Lonjakan ini dipicu meningkatnya kebutuhan masyarakat menjelang perayaan Natal, Tahun Baru, serta pelaksanaan Haul Guru Sekumpul yang diperkirakan berlangsung pada akhir Desember.
Kepala Dinas Perdagangan (Disdag) Provinsi Kalimantan Selatan, Ahmad Bagiawan, menyampaikan bahwa pemerintah daerah telah menyiapkan langkah antisipasi agar stok dan harga tetap stabil di pasaran.
“Akhir tahun ini cukup padat agenda besar. Selain Natal dan Tahun Baru, kita juga akan menghadapi Haul sekitar tanggal 25 atau 28 Desember. Karena itu, kami fokus menjaga pasokan bahan pokok tetap aman,” ujarnya di Banjarmasin, Selasa (4/11/2025).
Dalam sepekan terakhir, beberapa komoditas mulai mengalami kenaikan harga. Bawang merah menjadi salah satu yang paling signifikan.
Harga yang sebelumnya sekitar Rp30.000 per kilogram, kini rata-rata mencapai Rp37.962, bahkan di beberapa daerah seperti Tanah Laut, Banjarbaru, dan Hulu Sungai Selatan telah menembus Rp40.000 per kilogram.

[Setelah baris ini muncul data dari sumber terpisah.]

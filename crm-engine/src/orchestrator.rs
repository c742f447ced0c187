//! Event-driven merge orchestration
//!
//! Subscribes to the [`EventBus`](crm_common::events::EventBus) through an
//! injected receiver and routes each upstream `DataChanged` to the matching
//! engine operation. Events are handled one at a time in arrival order.
//! Handler failures are logged and dropped: the upstream write has already
//! succeeded and recalculation heals whatever was missed.

use crate::services::CustomerService;
use crm_common::events::CrmEvent;
use crm_common::models::{
    ChangeOperation, ConversationRecord, MessagingCustomerRecord, Note, OrderRecord,
    PosCustomerRecord, SourceCollection,
};
use crm_common::time::now_ms;
use crm_common::Result;
use serde_json::Value;
use tokio::sync::broadcast;
use tokio::task::JoinHandle;
use tracing::{debug, warn};

pub struct Orchestrator {
    service: CustomerService,
}

impl Orchestrator {
    pub fn new(service: CustomerService) -> Self {
        Self { service }
    }

    /// Run the handler loop until the bus is closed
    pub fn spawn(self, receiver: broadcast::Receiver<CrmEvent>) -> JoinHandle<()> {
        tokio::spawn(self.run(receiver))
    }

    async fn run(self, mut receiver: broadcast::Receiver<CrmEvent>) {
        debug!("Orchestrator started");
        loop {
            match receiver.recv().await {
                Ok(event) => {
                    if let Err(e) = self.handle(&event).await {
                        warn!(org_id = event.org_id(), error = %e, "Event handler failed");
                    }
                }
                Err(broadcast::error::RecvError::Lagged(skipped)) => {
                    warn!(skipped, "Orchestrator lagged, events dropped until next recalculation");
                }
                Err(broadcast::error::RecvError::Closed) => break,
            }
        }
        debug!("Orchestrator stopped");
    }

    /// Apply one event; anything other than `DataChanged` is ignored
    pub async fn handle(&self, event: &CrmEvent) -> Result<()> {
        let CrmEvent::DataChanged {
            collection,
            operation,
            org_id,
            document_id,
            document,
            ..
        } = event
        else {
            return Ok(());
        };
        debug!(%collection, %operation, %org_id, %document_id, "Handling data change");

        match collection {
            SourceCollection::PosCustomers => {
                if *operation != ChangeOperation::Delete {
                    let record = PosCustomerRecord::from_document(org_id, document.clone())?;
                    self.service.merge_from_pos_customer(&record).await?;
                }
            }
            SourceCollection::MessagingCustomers => {
                if *operation != ChangeOperation::Delete {
                    let record = MessagingCustomerRecord::from_document(org_id, document.clone())?;
                    self.service.merge_from_messaging_customer(&record).await?;
                }
            }
            SourceCollection::PosOrders => {
                let order = OrderRecord::from_document(org_id, document.clone())?;
                self.service.ingest_order(&order, *operation, false).await?;
            }
            SourceCollection::Conversations => {
                if *operation != ChangeOperation::Delete {
                    let conversation = ConversationRecord::from_document(org_id, document.clone(), now_ms())?;
                    self.service.ingest_conversation(&conversation, false).await?;
                }
            }
            SourceCollection::Notes => {
                let note: Note = serde_json::from_value(Value::clone(document))?;
                self.service.record_note_activity(&note, *operation).await?;
            }
        }
        Ok(())
    }
}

Selain bawang merah, harga bawang putih juga naik menjadi sekitar Rp33.000 per kilogram, bawang prai Rp22.000 per kilogram, serta telur dan daging ayam yang turut mengalami peningkatan.

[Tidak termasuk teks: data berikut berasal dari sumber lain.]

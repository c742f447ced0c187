//! Database retry logic
//!
//! SQLite allows one writer at a time. Concurrent merges for different
//! customers can collide on the write lock; those writes are retried with
//! exponential backoff instead of failing the event.

use crm_common::{Error, Result};
use std::time::{Duration, Instant};

/// Retry `operation` while it fails with "database is locked", up to `max_wait_ms`
///
/// Backoff starts at 10ms and doubles up to 1000ms. Any other error is
/// returned immediately.
pub async fn retry_on_lock<F, Fut, T>(operation_name: &str, max_wait_ms: u64, mut operation: F) -> Result<T>
where
    F: FnMut() -> Fut,
    Fut: std::future::Future<Output = Result<T>>,
{
    let start_time = Instant::now();
    let max_duration = Duration::from_millis(max_wait_ms);
    let mut attempt = 0u32;
    let mut backoff_ms = 10u64;

    loop {
        attempt += 1;

        match operation().await {
            Ok(result) => {
                if attempt > 1 {
                    tracing::debug!(
                        operation = operation_name,
                        attempt,
                        elapsed_ms = start_time.elapsed().as_millis() as u64,
                        "Database operation succeeded after retry"
                    );
                }
                return Ok(result);
            }
            Err(err) if !err.is_database_locked() => return Err(err),
            Err(_) => {
                let elapsed = start_time.elapsed();
                if elapsed >= max_duration {
                    tracing::error!(
                        operation = operation_name,
                        attempt,
                        elapsed_ms = elapsed.as_millis() as u64,
                        max_wait_ms,
                        "Database operation failed: max retry time exceeded"
                    );
                    return Err(Error::Internal(format!(
                        "{}: database locked after {} attempts ({} ms)",
                        operation_name,
                        attempt,
                        elapsed.as_millis()
                    )));
                }

                tracing::warn!(
                    operation = operation_name,
                    attempt,
                    backoff_ms,
                    "Database locked, will retry after backoff"
                );
                tokio::time::sleep(Duration::from_millis(backoff_ms)).await;
                backoff_ms = (backoff_ms * 2).min(1000);
            }
        }
    }
}

#[cfg(test)]
mod tests {
    use super::*;

    fn locked() -> Error {
        Error::Database(sqlx::Error::Protocol("database is locked".to_string()))
    }

    #[tokio::test]
    async fn test_succeeds_first_attempt() {
        let result = retry_on_lock("test_op", 1000, || async { Ok::<i32, Error>(42) }).await;
        assert_eq!(result.unwrap(), 42);
    }

    #[tokio::test]
    async fn test_succeeds_after_lock_errors() {
        let mut attempts = 0;
        let result = retry_on_lock("test_op", 5000, || {
            attempts += 1;
            let n = attempts;
            async move {
                if n < 3 {
                    Err(locked())
                } else {
                    Ok(n)
                }
            }
        })
        .await;
        assert_eq!(result.unwrap(), 3);
    }

    #[tokio::test]
    async fn test_gives_up_after_max_wait() {
        let result = retry_on_lock("test_op", 30, || async { Err::<i32, Error>(locked()) }).await;
        assert!(matches!(result, Err(Error::Internal(_))));
    }

    #[tokio::test]
    async fn test_other_errors_fail_immediately() {
        let mut attempts = 0;
        let result = retry_on_lock("test_op", 5000, || {
            attempts += 1;
            async { Err::<i32, Error>(Error::NotFound("x".to_string())) }
        })
        .await;
        assert!(matches!(result, Err(Error::NotFound(_))));
        assert_eq!(attempts, 1);
    }
}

Meski demikian, Bagiawan menegaskan bahwa stok beras premium maupun medium masih aman karena sejumlah wilayah di Kalsel sedang memasuki masa panen.
Sebagai langkah pengendalian, Gubernur Kalimantan Selatan H. Muhidin menginstruksikan agar Dinas Perdagangan melaksanakan operasi pasar selama satu bulan penuh.

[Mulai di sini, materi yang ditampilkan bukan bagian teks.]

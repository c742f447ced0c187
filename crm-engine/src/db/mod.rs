//! Store access for the engine
//!
//! Free functions over a `SqlitePool`, one module per table family. Every
//! query is scoped by organization.

pub mod activities;
pub mod customers;
pub mod notes;
pub mod sources;

/// Bind value for `IN (SELECT value FROM json_each(?))` set filters
pub(crate) fn json_set(values: &[String]) -> String {
    serde_json::Value::from(values.to_vec()).to_string()
}
//! Free-text notes staff attach to a customer

use serde::{Deserialize, Serialize};
use uuid::Uuid;

#[derive(Debug, Clone, PartialEq, Serialize, Deserialize)]
#[serde(rename_all = "camelCase")]
pub struct Note {
    pub id: Uuid,
    pub unified_id: String,
    pub org_id: String,
    pub note_text: String,
    pub next_action: Option<String>,
    pub next_action_date: Option<i64>,
    pub is_deleted: bool,
    pub created_by: String,
    pub created_at: i64,
    pub updated_at: i64,
}

impl Note {
    /// First 100 characters of the note, for activity previews
    pub fn preview(&self) -> String {
        self.note_text.chars().take(100).collect()
    }
}

/// Caller-supplied fields for creating or editing a note
#[derive(Debug, Clone, Default, PartialEq, Deserialize)]
#[serde(rename_all = "camelCase")]
pub struct NoteInput {
    pub note_text: String,
    #[serde(default)]
    pub next_action: Option<String>,
    #[serde(default)]
    pub next_action_date: Option<i64>,
    #[serde(default)]
    pub created_by: String,
}
//! Common error types for the CRM engine

use thiserror::Error;

/// Common result type for CRM operations
pub type Result<T> = std::result::Result<T, Error>;

/// Error taxonomy shared by the store, the engine services and the API layer
#[derive(Error, Debug)]
pub enum Error {
    /// Database operation error (wraps sqlx::Error)
    #[error("Database error: {0}")]
    Database(#[from] sqlx::Error),

    /// I/O operation error (wraps std::io::Error)
    #[error("IO error: {0}")]
    Io(#[from] std::io::Error),

    /// JSON encode/decode of a stored document failed
    #[error("Serialization error: {0}")]
    Serialization(#[from] serde_json::Error),

    /// Configuration loading or validation error
    #[error("Configuration error: {0}")]
    Config(String),

    /// Requested customer, note or source record not found
    #[error("Not found: {0}")]
    NotFound(String),

    /// Invalid caller input (blank id, unknown axis, bad limit)
    #[error("Invalid input: {0}")]
    InvalidInput(String),

    /// Write rejected because it contradicts stored state
    #[error("Conflict: {0}")]
    Conflict(String),

    /// Internal server error
    #[error("Internal error: {0}")]
    Internal(String),
}

impl Error {
    /// True for SQLite lock contention, which callers may retry
    pub fn is_database_locked(&self) -> bool {
        match self {
            Error::Database(db_err) => {
                let msg = db_err.to_string();
                msg.contains("database is locked") || msg.contains("SQLITE_BUSY")
            }
            _ => false,
        }
    }
}
//! HTTP-facing error type
//!
//! Handlers return [`ApiResult`]; engine errors convert through `?` and are
//! mapped onto a status code by their kind.

use axum::{
    http::StatusCode,
    response::{IntoResponse, Response},
    Json,
};
use serde_json::json;
use thiserror::Error;
use tracing::error;

#[derive(Error, Debug)]
pub enum ApiError {
    #[error("Not found: {0}")]
    NotFound(String),

    #[error("Bad request: {0}")]
    BadRequest(String),

    #[error("Conflict: {0}")]
    Conflict(String),

    #[error("Internal error: {0}")]
    Internal(String),

    #[error(transparent)]
    Engine(#[from] crm_common::Error),
}

pub type ApiResult<T> = Result<T, ApiError>;

impl ApiError {
    fn parts(&self) -> (StatusCode, &'static str, String) {
        use crm_common::Error as E;
        match self {
            ApiError::NotFound(msg) | ApiError::Engine(E::NotFound(msg)) => {
                (StatusCode::NOT_FOUND, "NOT_FOUND", msg.clone())
            }
            ApiError::BadRequest(msg) | ApiError::Engine(E::InvalidInput(msg)) => {
                (StatusCode::BAD_REQUEST, "BAD_REQUEST", msg.clone())
            }
            ApiError::Conflict(msg) | ApiError::Engine(E::Conflict(msg)) => {
                (StatusCode::CONFLICT, "CONFLICT", msg.clone())
            }
            ApiError::Internal(msg) => (StatusCode::INTERNAL_SERVER_ERROR, "INTERNAL_ERROR", msg.clone()),
            ApiError::Engine(E::Database(e)) => {
                (StatusCode::INTERNAL_SERVER_ERROR, "DATABASE_ERROR", e.to_string())
            }
            ApiError::Engine(other) => (StatusCode::INTERNAL_SERVER_ERROR, "INTERNAL_ERROR", other.to_string()),
        }
    }

    pub fn status(&self) -> StatusCode {
        self.parts().0
    }
}

impl IntoResponse for ApiError {
    fn into_response(self) -> Response {
        let (status, code, message) = self.parts();
        if status.is_server_error() {
            error!(code, %message, "Request failed");
        }

        let body = Json(json!({
            "error": {
                "code": code,
                "message": message,
            }
        }));

        (status, body).into_response()
    }
}
//! Type-checked read access to loosely-typed upstream payloads
//!
//! Upstream systems hand over arbitrary JSON documents. `ValueBag` is a
//! borrowed, read-only view that never assumes presence or shape: every
//! accessor returns `None` (or an empty collection) when a field is missing or
//! carries an unexpected type.

use crate::time::parse_timestamp_value;
use serde_json::{Map, Value};

static EMPTY: &[Value] = &[];

/// Borrowed view over a JSON object
#[derive(Debug, Clone, Copy, Default)]
pub struct ValueBag<'a> {
    map: Option<&'a Map<String, Value>>,
}

impl<'a> ValueBag<'a> {
    /// View a JSON value; anything other than an object reads as empty
    pub fn new(value: &'a Value) -> Self {
        Self {
            map: value.as_object(),
        }
    }

    pub fn from_map(map: &'a Map<String, Value>) -> Self {
        Self { map: Some(map) }
    }

    pub fn empty() -> ValueBag<'static> {
        ValueBag { map: None }
    }

    pub fn is_empty(&self) -> bool {
        self.map.map_or(true, |m| m.is_empty())
    }

    /// Raw field access, treating JSON null as absent
    pub fn raw(&self, key: &str) -> Option<&'a Value> {
        self.map
            .and_then(|m| m.get(key))
            .filter(|v| !v.is_null())
    }

    /// Nested object view (empty when missing or not an object)
    pub fn child(&self, key: &str) -> ValueBag<'a> {
        match self.raw(key) {
            Some(v) => ValueBag::new(v),
            None => ValueBag { map: None },
        }
    }

    /// Non-empty text; numbers are rendered as their decimal form
    pub fn text(&self, key: &str) -> Option<String> {
        self.raw(key).and_then(value_to_text)
    }

    /// First non-empty text among several keys
    pub fn first_text(&self, keys: &[&str]) -> Option<String> {
        keys.iter().find_map(|k| self.text(k))
    }

    /// Numeric field; numeric strings are accepted
    pub fn number(&self, key: &str) -> Option<f64> {
        match self.raw(key)? {
            Value::Number(n) => n.as_f64(),
            Value::String(s) => s.trim().parse::<f64>().ok(),
            _ => None,
        }
    }

    pub fn first_number(&self, keys: &[&str]) -> Option<f64> {
        keys.iter().find_map(|k| self.number(k))
    }

    pub fn integer(&self, key: &str) -> Option<i64> {
        match self.raw(key)? {
            Value::Number(n) => n.as_i64().or_else(|| n.as_f64().map(|f| f as i64)),
            Value::String(s) => s.trim().parse::<i64>().ok(),
            _ => None,
        }
    }

    pub fn boolean(&self, key: &str) -> Option<bool> {
        self.raw(key).and_then(Value::as_bool)
    }

    /// Timestamp field as epoch milliseconds
    pub fn timestamp_ms(&self, key: &str) -> Option<i64> {
        self.raw(key).and_then(parse_timestamp_value)
    }

    pub fn first_timestamp(&self, keys: &[&str]) -> Option<i64> {
        keys.iter().find_map(|k| self.timestamp_ms(k))
    }

    /// Array field (empty slice when missing or not an array)
    pub fn list(&self, key: &str) -> &'a [Value] {
        match self.raw(key) {
            Some(Value::Array(items)) => items.as_slice(),
            _ => EMPTY,
        }
    }

    /// Object elements of an array field
    pub fn children(&self, key: &str) -> impl Iterator<Item = ValueBag<'a>> + 'a {
        self.list(key)
            .iter()
            .filter(|v| v.is_object())
            .map(ValueBag::new)
    }

    /// Text elements of an array field; a scalar field reads as a one-element list
    pub fn strings(&self, key: &str) -> Vec<String> {
        match self.raw(key) {
            Some(Value::Array(items)) => items.iter().filter_map(value_to_text).collect(),
            Some(other) => value_to_text(other).into_iter().collect(),
            None => Vec::new(),
        }
    }

    /// True when the field is a non-empty array
    pub fn has_items(&self, key: &str) -> bool {
        !self.list(key).is_empty()
    }
}

fn value_to_text(value: &Value) -> Option<String> {
    match value {
        Value::String(s) => {
            let trimmed = s.trim();
            (!trimmed.is_empty()).then(|| trimmed.to_string())
        }
        Value::Number(n) => Some(n.to_string()),
        _ => None,
    }
}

“Atas arahan Pak Gubernur, operasi pasar dimulai 4 November hingga 4 Desember. Semua kabupaten dan kota akan kami datangi,” kata Ahmad.
Dalam operasi pasar tersebut, pemerintah menyalurkan bahan pokok dengan harga di bawah pasar, seperti gula pasir Rp16.000/kg dan minyak goreng Rp15.700/liter.Untuk menghindari praktik penimbunan, pembelian dibatasi maksimal dua kilogram per orang.
“Kita batasi agar tidak ada yang memborong. Tujuannya supaya semua warga bisa menikmati harga distributor,” tegasnya.
Pihaknya juga mengimbau masyarakat untuk tidak melakukan pembelian berlebihan yang dapat memicu kelangkaan dan kenaikan harga lebih lanjut.
“Kami memahami kebutuhan meningkat, apalagi ada program makanan bergizi gratis dari pemerintah. Tapi kami harap masyarakat tetap tenang dan membeli sesuai kebutuhan,” pungkas Ahmad.
Di wilayah Banjarmasin, misalnya, harga bawang merah tercatat naik sekitar Rp3.000 dalam sepekan terakhir, dari Rp35.000 menjadi Rp38.000 per kilogram. Pemerintah daerah terus melakukan pemantauan agar kenaikan harga tidak berlanjut secara signifikan.